Hyperglycemia from Diabetes Potentiates Uncarboxylated Osteocalcin-Stimulated Insulin Secretion in Rat INS-1 Pancreatic β-Cells

Uncarboxylated osteocalcin (ucOC) is a hormone secreted by osteoblasts that strengthens bone during mineralization and is a biomarker for ongoing bone formation. It also regulates glucose homeostasis by stimulating insulin secretion from pancreatic beta-cells. However, its effect on beta-cells under hyperglycemic diabetic conditions is unclear. The objective of this study was to investigate ucOC's effect on insulin secretion in beta-cells maintained under high glucose conditions. We hypothesized that hyperglycemia potentiates insulin secretion in response to ucOC stimulation. Using INS-1 cells, we performed insulin secretion experiments, intracellular calcium recordings, and RT-qPCR to determine ucOC's effect on glucose-stimulated insulin secretion (GSIS)-related genes.

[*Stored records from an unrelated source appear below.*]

//! # gcodesplit CAM tools
//!
//! Geometric operations over parsed programs.
//!
//! ## Tools Included
//!
//! - **Plane split**: partition a program into left and right programs
//!   along a rotated vertical plane, cutting lines and arcs at the boundary
//!   and synthesizing safe retract / re-approach moves
//! - **Transforms**: translate or rotate a whole program, e.g. to re-home
//!   one half of a split

pub mod error;
pub mod plane;
pub mod plane_split;
pub mod transform;

pub use error::{CamToolError, CamToolResult, ParameterError, ParameterResult, SplitDiagnostic};
pub use plane::{Side, SplitPlane};
pub use plane_split::{
    split, PlaneSplitter, SplitOptions, SplitResult, DEFAULT_ARC_RADIUS_TOLERANCE,
    DEFAULT_BOUNDARY_EPSILON, DEFAULT_MIN_ARC_LENGTH,
};
pub use transform::{rotate_program, translate};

The results reveal that ucOC significantly increased insulin secretion under hyperglycemic conditions compared to lower glucose levels. High glucose conditions also potentiated the effect of ucOC on calcium signals, which enhanced insulin secretion. The increase in intracellular calcium was due to an influx from the extracellular space via voltage-dependent calcium channels (VDCCs). Interestingly, the treatment of cells with NPS-2143, a GPRC6A blocker, failed to abolish the calcium signals. Uncarboxylated osteocalcin upregulated the expression of GSIS-related genes under high glucose conditions (450 mg/dL) compared to cells under standard culture conditions (200 mg/dL). In conclusion, hyperglycemia potentiates ucOC-induced insulin secretion in beta-cells by opening VDCCs and upregulating GSIS genes. These findings provide a better understanding of ucOC's mechanism in the diabetic state and could lead to alternative treatments to stimulate insulin secretion.